Sixteen artists will be presenting a series of installations, performances and films to explore the relationship between visual art and the theatre in a new show at Tate Modern, The World as a Stage.
“It is an examination of theatricality within the gallery, and how that frames the viewer’s presence,” says Catherine Wood, curator of contemporary art and performance. “The artists we’re working with are visual artists who are playing with their own fantasies of what theatre is. It’s a way of expanding art practice more than truly connecting with this whole other discipline.”
The centrepiece is the US artist Rita McBride’s Arena, a sweeping wooden arc of raked seating that cuts through the gallery space and provides, crucially, a dual functionality central to the show’s concept.

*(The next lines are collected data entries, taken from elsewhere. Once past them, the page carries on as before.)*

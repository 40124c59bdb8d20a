// Pipeline document loading
// Typed models plus the validating parser

pub mod models;
pub mod parser;

pub use models::{
    BranchFilter, DependsOn, JobKind, JobTemplate, PipelineDoc, ScheduleSpec, StepSpec, TriggerSet,
};
pub use parser::PipelineParser;
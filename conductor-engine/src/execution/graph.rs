// Execution Graph
// Instance-level dependency wiring for one pipeline run

use crate::error::{ConfigError, SchedulerError};
use crate::execution::instance::JobInstance;
use crate::execution::matrix::MatrixExpander;
use crate::pipeline::models::{JobTemplate, PipelineDoc};

use std::collections::{HashMap, VecDeque};

/// The dependency graph over concrete job instances for one run.
///
/// A dependency on a template name resolves to every instance expanded from
/// that template: the dependent requires ALL of them to succeed. Instance
/// ids are indexes into `instances`, assigned in creation order (template
/// declaration order, then axis order).
#[derive(Debug)]
pub struct ExecutionGraph {
    pub instances: Vec<JobInstance>,
    /// For each instance, the ids it depends on
    dependencies: Vec<Vec<usize>>,
    /// For each instance, the ids depending on it
    dependents: Vec<Vec<usize>>,
}

impl ExecutionGraph {
    /// Expand the given templates and wire instance-level dependencies.
    ///
    /// `templates` is the trigger-selected subset of the document's jobs, in
    /// declaration order. A selected job may depend on a job the event did
    /// not select; that dependency edge is simply absent from the run (the
    /// dependent starts unblocked), mirroring how an unselected job has no
    /// instances to wait for.
    pub fn build(
        doc: &PipelineDoc,
        templates: &[&JobTemplate],
    ) -> Result<Self, ConfigError> {
        let mut instances = Vec::new();
        for template in templates {
            let expanded = MatrixExpander::expand(template, &doc.env, instances.len())?;
            instances.extend(expanded);
        }

        // template name -> ids of its instances
        let mut by_template: HashMap<&str, Vec<usize>> = HashMap::new();
        for instance in &instances {
            by_template
                .entry(instance.template.as_str())
                .or_default()
                .push(instance.id);
        }

        let mut dependencies = vec![Vec::new(); instances.len()];
        let mut dependents = vec![Vec::new(); instances.len()];

        for template in templates {
            let Some(ids) = by_template.get(template.job.as_str()) else {
                continue;
            };
            for dependency in template.depends_on.to_vec() {
                let Some(upstream_ids) = by_template.get(dependency.as_str()) else {
                    continue;
                };
                for &id in ids {
                    for &upstream in upstream_ids {
                        dependencies[id].push(upstream);
                        dependents[upstream].push(id);
                    }
                }
            }
        }

        Ok(Self {
            instances,
            dependencies,
            dependents,
        })
    }

    pub fn len(&self) -> usize {
        self.instances.len()
    }

    pub fn is_empty(&self) -> bool {
        self.instances.is_empty()
    }

    pub fn dependencies_of(&self, id: usize) -> &[usize] {
        &self.dependencies[id]
    }

    pub fn dependents_of(&self, id: usize) -> &[usize] {
        &self.dependents[id]
    }

    /// Verify the instance graph is acyclic using Kahn's algorithm.
    ///
    /// The parser already rejects cyclic documents, so a cycle here is an
    /// engine bug, not a user error.
    pub fn check_acyclic(&self) -> Result<(), SchedulerError> {
        let mut in_degree: Vec<usize> = self
            .dependencies
            .iter()
            .map(|deps| deps.len())
            .collect();

        let mut queue: VecDeque<usize> = in_degree
            .iter()
            .enumerate()
            .filter(|(_, &deg)| deg == 0)
            .map(|(id, _)| id)
            .collect();

        let mut seen = 0;
        while let Some(id) = queue.pop_front() {
            seen += 1;
            for &dependent in &self.dependents[id] {
                in_degree[dependent] -= 1;
                if in_degree[dependent] == 0 {
                    queue.push_back(dependent);
                }
            }
        }

        if seen != self.instances.len() {
            return Err(SchedulerError::Internal(format!(
                "dependency cycle among job instances ({} of {} reachable)",
                seen,
                self.instances.len()
            )));
        }

        Ok(())
    }
}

“While it looks very much like an updated version of a minimalist sculpture, it is also a site for things to happen,” says Wood. “We’ve collaborated with the German performance collective Discoteca Flaming Star, who use the arena to do four- or five-hour pieces. It’s great to be able to bring performance work into dialogue with gallery practice, asthat reflects how so many artists are working now.”
Other exhibitors include Pawel Althamer, whose clandestine performance as a city worker in Frankfurt’s commercial centre, Self-portrait as a Businessman, makes a distinct nod towards Augusto Boal’s “invisible theatre”.
The German artist Ulla von Brandenburg presents a huge reproduction of the original stage curtain made for the Royal Shakespeare Theatre in Stratford, while Jeremy Deller’s The Battle of Orgreave documents the artist’s re-enactment, with more than 1,000 participants, of a major flashpoint in the 1984 miners’ strike.
“Deller described it as a post-mortem for the real events that had happened,” says Wood. “Lots of the miners he met said they’d never had a chance to talk through what went on. This is how artcan become, like theatre, a cathartic process.”